Les patrouilles, embuscades et reconnaissances continuent et de temps à autre nos fractions se heurtent aux éléments ennemis. C'est ainsi que, dans la nuit du 18 au 19 septembre, une reconnaissance de la 10e compagnie engage un violent combat avec une patrouille ennemie et capture un sous-officier de landwehr. Dans la nuit du 12 au 13 octobre, la 2e compagnie et une section de la 7e compagnie, en exécutant une reconnaissance sur le bois Viard, engagent le combat avec une patrouille ennemie et ramènent un prisonnier, mais, en revenant, elles se heurtent à un fort détachement ennemi qui vient pour attaquer un de nos petits postes; après une mêlée assez confuse, la reconnaissance française regagne nos lignes. Un caporal et trois hommes ont disparu au cours du combat, en outre un homme est tué et trois autres blessés.
L'ennemi, de son côté, tente de nombreux coups de main. C'est ainsi que le 25 septembre, au matin, vers 4 heures, un parti ennemi fort de 70 hommes et armé de mitrailleuses légères attaque le petit poste du carrefour au nord de ReilIon qui comprend un caporal et six hommes commandés par le sergent Bouhier, de la 6e compagnie. Complètement encerclé et serré de très près, le poste se défend avec acharnement à coups de fusil, de grenades et de V.-B. L'ennemi est repoussé; il emmène ceux des siens qui sont hors de combat mais n'a fait aucun prisonnier. Cette belle résistance du poste lui vaut les félicitations du général de division. Le chef de poste est cité à l'ordre de l'armée :
«  Le 25 septembre, le sergent Bouhier, étant chef d'un petit poste violemment attaqué et encerclé par une forte reconnaissance ennemie, a vaillamment tenu tête à l'adversaire, livrant un dur combat allant jusqu'au corps à corps. A repoussé tous les assauts, mettant l'ennemi en fuite et lui infligeant des pertes. »
A partir du 20 septembre, les bataillons rouleront entre eux pour l'occupation du secteur. Chacun d'eux fait six jours de ligne et douze jours de réserve.
Au cours d'un séjour à Ogéviller, le 2e bataillon fait une prise d'armes à Buriville au cours de laquelle le colonel Husband remet une croix de chevalier à un officier étranger au régiment et un certain nombre de croix de guerre à quelques-uns de ceux qui ont été cités pendant le séjour en Lorraine. Puis il félicite de vive voix le bataillon pour l'heureuse réussite du coup de main.

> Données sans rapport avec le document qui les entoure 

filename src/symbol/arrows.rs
//! Line-based arrow symbols.
//!
//! All coordinates come straight from `rect`; nothing is cached between frames.

use std::f64::consts::FRAC_PI_2;

use crate::{
    animation::window::AnimationWindow,
    foundation::core::{Point, Rect},
    symbol::{path::SymbolPath, style::SymbolStyle},
    transform::affine::rotate_about,
};

/// Horizontal gap between the two chevrons of the double arrow.
pub const ARROW_SPACING: f64 = 6.0;

/// How long before the end of the symbol window the second chevron starts.
pub const DOUBLE_ARROW_HANDOFF: f64 = 0.1;

/// Right-pointing arrow: a shaft plus a two-stroke chevron head.
///
/// Returns the style's empty default path until the symbol window opens.
pub fn right_arrow(style: &SymbolStyle, rect: Rect, progress: f64) -> SymbolPath {
    let p = style.progress(progress);
    if p == 0.0 {
        return style.default_path();
    }

    let mid = rect.center();
    let shaft_start = Point::new(rect.max_x() * p, mid.y);
    let shaft_end = Point::new(rect.min_x(), mid.y);
    let apex = Point::new(mid.x + rect.max_x() * p / 2.0, mid.y);
    let wing_top = Point::new(mid.x, rect.min_y());
    let wing_bottom = Point::new(mid.x, rect.max_y());

    let mut path = style.default_path();
    path.segment(shaft_start, shaft_end);
    path.segment(apex, wing_top);
    path.segment(apex, wing_bottom);
    path.close_path();
    path
}

/// The right arrow turned a quarter turn counter-clockwise about the rect center.
pub fn up_arrow(style: &SymbolStyle, rect: Rect, progress: f64) -> SymbolPath {
    right_arrow(style, rect, progress).transformed(rotate_about(rect.center(), -FRAC_PI_2))
}

/// Split a symbol window into the sequential left/right chevron windows.
///
/// The handoff sits [`DOUBLE_ARROW_HANDOFF`] before the window end.
pub fn double_arrow_windows(window: AnimationWindow) -> (AnimationWindow, AnimationWindow) {
    let handoff = window.end() - DOUBLE_ARROW_HANDOFF;
    (
        AnimationWindow::from_bounds(window.start(), handoff),
        AnimationWindow::from_bounds(handoff, window.end()),
    )
}

/// Two chevrons sweeping in sequence: the left one travels to its rest
/// position, then the right one slides the last [`ARROW_SPACING`] units in.
pub fn double_right_arrow(style: &SymbolStyle, rect: Rect, progress: f64) -> SymbolPath {
    if style.progress(progress) == 0.0 {
        return style.default_path();
    }

    let (left_window, right_window) = double_arrow_windows(style.window);
    let left_progress = left_window.normalized_progress(progress);
    let right_progress = right_window.normalized_progress(progress);

    let mid = rect.center();
    let left_apex = Point::new((rect.max_x() - ARROW_SPACING) * left_progress, mid.y);

    let mut path = style.default_path();
    path.segment(left_apex, Point::new(rect.min_x(), mid.y));
    path.segment(left_apex, Point::new(mid.x - ARROW_SPACING, rect.min_y()));
    path.segment(left_apex, Point::new(mid.x - ARROW_SPACING, rect.max_y()));

    if right_progress > 0.0 {
        let delta = ARROW_SPACING * (1.0 - right_progress);
        let right_apex = Point::new(rect.max_x() - delta, mid.y);
        path.segment(right_apex, Point::new(mid.x - delta, rect.min_y()));
        path.segment(right_apex, Point::new(mid.x - delta, rect.max_y()));
    }

    path.close_path();
    path
}

#[cfg(test)]
#[path = "../../tests/unit/symbol/arrows.rs"]
mod tests;
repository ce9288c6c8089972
use super::*;

#[test]
fn default_style_values() {
    let s = SymbolStyle::default();
    assert_eq!(s.line, LineStyle::SYMBOL);
    assert_eq!(s.margin, 2.0);
    assert_eq!(s.window, AnimationWindow::SYMBOL);
}

#[test]
fn default_path_is_empty_but_styled() {
    let p = SymbolStyle::default().default_path();
    assert!(p.is_empty());
    assert_eq!(p.line_style(), Some(LineStyle::SYMBOL));
}

#[test]
fn with_window_overrides_progress_mapping() {
    let s = SymbolStyle::default().with_window(AnimationWindow::new(0.0, 0.5));
    assert_eq!(s.progress(0.25), 0.5);
    assert_eq!(s.margin, 2.0);
}
/// Convenience result type used across ringmeter.
pub type RingResult<T> = Result<T, RingError>;

/// Top-level error taxonomy for the fallible edges of the crate.
///
/// The timing and geometry core never fails; errors only come from strict
/// construction, asset loading, and configuration.
#[derive(thiserror::Error, Debug)]
pub enum RingError {
    /// Invalid user-provided configuration data.
    #[error("validation error: {0}")]
    Validation(String),

    /// Errors while loading or decoding symbol assets.
    #[error("asset error: {0}")]
    Asset(String),

    /// Errors when serializing or deserializing configuration.
    #[error("serialization error: {0}")]
    Serde(String),

    /// Wrapped lower-level error from dependencies or IO.
    #[error(transparent)]
    Other(#[from] anyhow::Error),
}

impl RingError {
    /// Build a [`RingError::Validation`] value.
    pub fn validation(msg: impl Into<String>) -> Self {
        Self::Validation(msg.into())
    }

    /// Build a [`RingError::Asset`] value.
    pub fn asset(msg: impl Into<String>) -> Self {
        Self::Asset(msg.into())
    }

    /// Build a [`RingError::Serde`] value.
    pub fn serde(msg: impl Into<String>) -> Self {
        Self::Serde(msg.into())
    }
}

#[cfg(test)]
#[path = "../../tests/unit/foundation/error.rs"]
mod tests;
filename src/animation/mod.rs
pub(crate) mod label;
pub(crate) mod window;
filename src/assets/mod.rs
pub(crate) mod decode;
use std::path::{Path, PathBuf};

use crate::{
    animation::window::AnimationWindow,
    assets::decode::load_image,
    foundation::core::Rgba8,
    foundation::error::{RingError, RingResult},
    meter::model::{MeterStyle, RingGraph, RingMeter},
    symbol::{image_fill::ImageFill, provider::SymbolPathProvider, style::SymbolStyle},
};

#[derive(Clone, Debug, PartialEq, serde::Serialize, serde::Deserialize)]
/// Serializable description of a [`RingGraph`].
///
/// Image symbols reference files relative to the root passed to
/// [`RingGraphConfig::build`]; decoding happens there, once.
pub struct RingGraphConfig {
    /// Meters in display order. Must be non-empty to build.
    pub meters: Vec<MeterConfig>,
}

#[derive(Clone, Debug, PartialEq, serde::Serialize, serde::Deserialize)]
/// Serializable description of one [`RingMeter`].
pub struct MeterConfig {
    pub title: String,
    pub value: f64,
    pub max_value: f64,
    /// Ring colors as `[r, g, b, a]`; empty falls back to light gray.
    #[serde(default)]
    pub colors: Vec<Rgba8>,
    #[serde(default)]
    pub symbol: SymbolConfig,
    /// Overrides the symbol draw-in window.
    #[serde(default)]
    pub symbol_window: Option<AnimationWindow>,
    /// Overrides the preset picked from `symbol`.
    #[serde(default)]
    pub style: Option<MeterStyle>,
}

#[derive(Clone, Debug, Default, PartialEq, Eq, serde::Serialize, serde::Deserialize)]
#[serde(tag = "kind", rename_all = "snake_case")]
/// Symbol variant selector.
pub enum SymbolConfig {
    #[default]
    None,
    Default,
    RightArrow,
    UpArrow,
    DoubleRightArrow,
    Image {
        /// Image path relative to the build root; absent means a transparent fill.
        #[serde(default)]
        source: Option<String>,
    },
}

impl RingGraphConfig {
    pub fn from_json(s: &str) -> RingResult<Self> {
        serde_json::from_str(s).map_err(|e| RingError::serde(e.to_string()))
    }

    pub fn to_json_pretty(&self) -> RingResult<String> {
        serde_json::to_string_pretty(self).map_err(|e| RingError::serde(e.to_string()))
    }

    /// Resolve symbols, load images under `root`, and build the graph.
    #[tracing::instrument(skip(self, root), fields(meters = self.meters.len()))]
    pub fn build(&self, root: impl Into<PathBuf>) -> RingResult<RingGraph> {
        let root = root.into();
        let meters = self
            .meters
            .iter()
            .map(|m| m.build(&root))
            .collect::<RingResult<Vec<_>>>()?;
        RingGraph::new(meters)
            .ok_or_else(|| RingError::validation("ring graph requires at least one meter"))
    }
}

impl MeterConfig {
    fn build(&self, root: &Path) -> RingResult<RingMeter> {
        let window = match self.symbol_window {
            Some(w) => AnimationWindow::try_new(w.start(), w.end())?,
            None => AnimationWindow::SYMBOL,
        };
        let style = SymbolStyle::default().with_window(window);

        let symbol = match &self.symbol {
            SymbolConfig::None => SymbolPathProvider::Nil,
            SymbolConfig::Default => SymbolPathProvider::Default(style),
            SymbolConfig::RightArrow => SymbolPathProvider::RightArrow(style),
            SymbolConfig::UpArrow => SymbolPathProvider::UpArrow(style),
            SymbolConfig::DoubleRightArrow => SymbolPathProvider::DoubleRightArrow(style),
            SymbolConfig::Image { source } => {
                let image = match source {
                    Some(src) => {
                        let rel = normalize_rel_path(src)?;
                        Some(load_image(&root.join(Path::new(&rel)))?)
                    }
                    None => None,
                };
                SymbolPathProvider::Image(ImageFill::new(image).with_window(window))
            }
        };

        let colors = self.colors.clone();
        let meter = match symbol {
            SymbolPathProvider::Nil => {
                RingMeter::new(self.title.clone(), self.value, self.max_value, colors)
            }
            symbol => RingMeter::with_symbol(
                self.title.clone(),
                self.value,
                self.max_value,
                colors,
                symbol,
            ),
        };
        Ok(match self.style {
            Some(style) => meter.with_style(style),
            None => meter,
        })
    }
}

/// Normalize a relative asset path to forward slashes, rejecting escapes.
pub fn normalize_rel_path(source: &str) -> RingResult<String> {
    let s = source.replace('\\', "/");
    if s.starts_with('/') {
        return Err(RingError::validation("asset paths must be relative"));
    }

    let mut out = Vec::<&str>::new();
    for part in s.split('/') {
        if part.is_empty() || part == "." {
            continue;
        }
        if part == ".." {
            return Err(RingError::validation("asset paths must not contain '..'"));
        }
        out.push(part);
    }

    if out.is_empty() {
        return Err(RingError::validation("asset path must contain a file name"));
    }
    Ok(out.join("/"))
}

#[cfg(test)]
#[path = "../../tests/unit/config/graph.rs"]
mod tests;
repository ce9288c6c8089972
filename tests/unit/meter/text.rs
use super::*;
use crate::{
    animation::window::AnimationWindow, meter::model::MeterStyle,
    symbol::provider::SymbolPathProvider,
};

fn meter(value: f64) -> RingMeter {
    RingMeter::with_symbol("Distance", value, 10.0, vec![], SymbolPathProvider::right_arrow())
}

#[test]
fn counter_formatting() {
    assert_eq!(format_counter(7.0), "7");
    assert_eq!(format_counter(120.0), "120");
    assert_eq!(format_counter(7.26), "7.3");
    assert_eq!(format_counter(0.5), "0.5");
    assert_eq!(format_counter(f64::INFINITY), "inf");
}

#[test]
fn negative_zero_counter_prints_plain_zero() {
    assert_eq!(format_counter(-0.0), "0");
    assert_eq!(format_counter(0.0 * -1.0), "0");
}

#[test]
fn layout_splits_frame_vertically() {
    let t = ProgressText::new(Rect::new(30.0, 40.0, 130.0, 90.0), &meter(3.0));
    assert_eq!(t.counter_host(), Rect::new(0.0, 0.0, 100.0, 35.0));
    assert_eq!(t.description_rect(), Rect::new(0.0, 35.0, 100.0, 50.0));
}

#[test]
fn text_and_style_come_from_meter() {
    let t = ProgressText::new(Rect::new(0.0, 0.0, 100.0, 50.0), &meter(3.5));
    assert_eq!(t.counter_text(), "3.5");
    assert_eq!(t.description_text(), "Distance");
    assert_eq!(t.counter_font(), MeterStyle::SYMBOL.title_font);
    assert_eq!(t.description_font(), MeterStyle::SYMBOL.description_font);
    assert_eq!(t.counter_color(), MeterStyle::SYMBOL.title_color);
    assert_eq!(t.description_color(), MeterStyle::SYMBOL.description_color);
}

#[test]
fn counter_slides_up_into_place() {
    let t = ProgressText::new(Rect::new(0.0, 0.0, 100.0, 50.0), &meter(3.0));

    let start = t.frame_at(0.0);
    assert_eq!(start.opacity, 0.0);
    assert_eq!(start.counter_rect, Rect::new(0.0, 35.0, 100.0, 70.0));

    let end = t.frame_at(1.0);
    assert_eq!(end.opacity, 1.0);
    assert_eq!(end.counter_rect, t.counter_host());
}

#[test]
fn custom_animation_is_applied() {
    let anim = LabelAnimation::new(AnimationWindow::new(0.0, 0.5), AnimationWindow::new(0.0, 0.5));
    let t = ProgressText::new(Rect::new(0.0, 0.0, 10.0, 10.0), &meter(1.0)).with_animation(anim);
    let f = t.frame_at(0.25);
    assert_eq!(f.opacity, 0.5);
    assert!((f.counter_rect.y0 - 3.5).abs() < 1e-9);
}
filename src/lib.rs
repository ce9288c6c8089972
//! ringmeter computes the animated parts of ring meter progress indicators.
//!
//! A ring meter shows a `value / max_value` pair as an arc, a small vector
//! symbol (arrow, double arrow, image) that draws in as the meter animates, and
//! a numeric label that fades and slides into place. This crate owns the
//! timing and geometry behind those overlays; drawing the arc, compositing, and
//! text rasterization belong to the host renderer.
//!
//! # Frame model
//!
//! A host clock supplies one global progress value in `[0, 1]` per frame.
//!
//! 1. **Timing**: each effect maps global progress through its own
//!    [`AnimationWindow`] (symbol draw-in `[0.3, 0.6]`, label fade `[0.3, 0.5]`,
//!    label slide `[0.4, 0.7]`).
//! 2. **Geometry**: a [`SymbolPathProvider`] turns `(rect, progress)` into a
//!    fresh [`SymbolPath`] of move/line/close/fill commands.
//! 3. **Labels**: [`ProgressText`] turns progress into label opacity and offset.
//!
//! Every step is a pure function of its inputs; nothing is carried between frames.
//!
//! ```
//! use ringmeter::{Rect, RingMeter, SymbolPathProvider};
//!
//! let meter = RingMeter::with_symbol("Steps", 7.0, 10.0, vec![], SymbolPathProvider::right_arrow());
//! let rect = Rect::new(0.0, 0.0, 24.0, 24.0);
//! assert!(meter.symbol_path(rect, 0.1).is_empty());
//! assert_eq!(meter.symbol_path(rect, 1.0).len(), 7);
//! ```
#![forbid(unsafe_code)]

mod animation;
mod assets;
mod config;
mod foundation;
mod meter;
mod symbol;

/// Geometric post-transforms for symbol paths.
pub mod transform;

pub use animation::label::{LabelAnimation, LabelFrame};
pub use animation::window::AnimationWindow;
pub use assets::decode::{decode_image, load_image};
pub use config::graph::{MeterConfig, RingGraphConfig, SymbolConfig, normalize_rel_path};
pub use foundation::core::{
    Affine, BezPath, Cap, FontSpec, FontWeight, Join, Point, Rect, Rgba8, Vec2,
};
pub use foundation::error::{RingError, RingResult};
pub use foundation::math::clamp01;
pub use meter::model::{MeterStyle, RingGraph, RingMeter};
pub use meter::text::{COUNTER_HEIGHT_RATIO, ProgressText, ProgressTextFrame, format_counter};
pub use symbol::arrows::{
    ARROW_SPACING, DOUBLE_ARROW_HANDOFF, double_arrow_windows, double_right_arrow, right_arrow,
    up_arrow,
};
pub use symbol::image_fill::{
    ImageFill, ImageResizer, MAX_FILL_PIXELS, TriangleResizer, pixel_size,
};
pub use symbol::path::{FillPaint, FillRule, LineStyle, PathCommand, SymbolImage, SymbolPath};
pub use symbol::provider::SymbolPathProvider;
pub use symbol::style::SymbolStyle;
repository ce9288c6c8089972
use std::f64::consts::FRAC_PI_2;

use super::*;

fn close(a: Point, b: Point) -> bool {
    (a.x - b.x).abs() < 1e-9 && (a.y - b.y).abs() < 1e-9
}

#[test]
fn rotate_about_keeps_center_fixed() {
    let c = Point::new(10.0, 20.0);
    let t = rotate_about(c, 1.234);
    assert!(close(t * c, c));
}

#[test]
fn negative_quarter_turn_maps_right_to_up() {
    let c = Point::new(10.0, 10.0);
    let t = rotate_about(c, -FRAC_PI_2);
    // y grows downward, so "up" is smaller y.
    assert!(close(t * Point::new(15.0, 10.0), Point::new(10.0, 5.0)));
}

#[test]
fn opposite_rotations_cancel() {
    let c = Point::new(3.0, 4.0);
    let t = rotate_about(c, FRAC_PI_2) * rotate_about(c, -FRAC_PI_2);
    let p = Point::new(-7.0, 2.5);
    assert!(close(t * p, p));
}
use ringmeter::{PathCommand, ProgressText, Rect, RingGraphConfig};

fn main() -> anyhow::Result<()> {
    tracing_subscriber::fmt::init();

    let cfg = RingGraphConfig::from_json(include_str!("data/graph.json"))?;
    let graph = cfg.build(".")?;
    let rect = Rect::new(0.0, 0.0, 24.0, 24.0);

    for meter in &graph {
        let text = ProgressText::new(Rect::new(0.0, 0.0, 80.0, 40.0), meter);
        println!(
            "{} ({} of {}, ring {:.0}%)",
            meter.title(),
            text.counter_text(),
            meter.max_value(),
            meter.normalized_value() * 100.0
        );
        for p in [0.0, 0.35, 0.45, 0.55, 0.65, 1.0] {
            let path = meter.symbol_path(rect, p);
            let label = text.frame_at(p);
            let moves = path
                .commands()
                .iter()
                .filter(|c| matches!(c, PathCommand::MoveTo(_)))
                .count();
            println!(
                "  p={p:.2} commands={:2} strokes={moves} opacity={:.2} counter_y={:.1}",
                path.len(),
                label.opacity,
                label.counter_rect.y0
            );
        }
    }

    Ok(())
}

On a vu précédemment que l'infanterie ennemie se montrait assez active. Son artillerie, peu dense, est active par intermittence. Elle exécute des tirs de harcèlement sur les postes, mais prend particulièrement à partie les batteries. Les cantonnements habités par les civils à proximité de la ligne de résistance reçoivent quelques obus de façon tout à fait exceptionnelle.

LE REPOS DANS LA ZONE DE GIRIVILLER. - A partir du 26 octobre, le régiment est relevé par le 226e R.I. et fait deux étapes qui le conduisent aux cantonnements de Giriviller, Seranville et Mattexey. [...]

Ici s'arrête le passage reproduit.